//! C1 — the fragment value type. `spec.md` §3, "Identity of a fragment".

use bytes::Bytes;

/// `(group_id, object_id, offset)`, ordered lexicographically. `group_id`
/// and `object_id` are monotone non-decreasing within a source; a new group
/// resets `object_id` to 0.
#[derive(Debug, Clone, Copy, PartialEq, Eq, PartialOrd, Ord, Hash)]
pub struct FragmentId {
    pub group_id: u64,
    pub object_id: u64,
    pub offset: u64,
}

impl FragmentId {
    pub fn new(group_id: u64, object_id: u64, offset: u64) -> Self {
        Self {
            group_id,
            object_id,
            offset,
        }
    }

    /// The identity of "first byte of this object".
    pub fn object_start(group_id: u64, object_id: u64) -> Self {
        Self::new(group_id, object_id, 0)
    }
}

/// One received or produced byte range of one object, with everything the
/// cache and publisher need to reason about completeness and priority
/// (`spec.md` §3, "Fragment record (C1)").
#[derive(Debug, Clone, PartialEq)]
pub struct Fragment {
    pub id: FragmentId,

    /// Full length of the containing object, repeated on every fragment of it.
    pub object_length: u64,

    /// Length of `data`.
    pub data_length: u64,

    pub data: Bytes,

    /// 8-bit priority; `0xFF` is reserved to mean "skipped placeholder".
    pub flags: u8,

    /// Accumulated relay queueing time, in milliseconds.
    pub queue_delay: u64,

    /// Populated only on the first fragment of the first object of a group;
    /// used to detect group boundaries without a separate fin marker.
    pub nb_objects_previous_group: u64,

    /// Arrival timestamp (caller-supplied clock units, typically ms).
    pub cache_time: u64,
}

/// `flags` value reserved for a zero-length placeholder standing in for a
/// fragment a congestion policy chose not to send.
pub const FLAGS_SKIPPED: u8 = 0xFF;

impl Fragment {
    pub fn is_placeholder(&self) -> bool {
        self.flags == FLAGS_SKIPPED
    }

    /// Exclusive upper bound of the byte range this fragment covers.
    pub fn end_offset(&self) -> u64 {
        self.id.offset + self.data_length
    }

    /// True if this fragment's bytes reach the end of the containing object.
    pub fn is_last_fragment(&self) -> bool {
        self.end_offset() >= self.object_length
    }
}

#[cfg(test)]
mod tests {
    use super::*;

    #[test]
    fn fragment_ids_order_lexicographically() {
        let a = FragmentId::new(0, 0, 10);
        let b = FragmentId::new(0, 1, 0);
        let c = FragmentId::new(1, 0, 0);
        assert!(a < b);
        assert!(b < c);
    }

    #[test]
    fn last_fragment_detection() {
        let f = Fragment {
            id: FragmentId::new(0, 0, 250),
            object_length: 500,
            data_length: 250,
            data: Bytes::from_static(b""),
            flags: 0x10,
            queue_delay: 0,
            nb_objects_previous_group: 0,
            cache_time: 0,
        };
        assert!(f.is_last_fragment());
    }
}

.....

Could you copy every line in the records that holds "PartialEq"?

#[derive(Debug, Clone, Copy, PartialEq, Eq, PartialOrd, Ord, Hash)]
#[derive(Debug, Clone, PartialEq)]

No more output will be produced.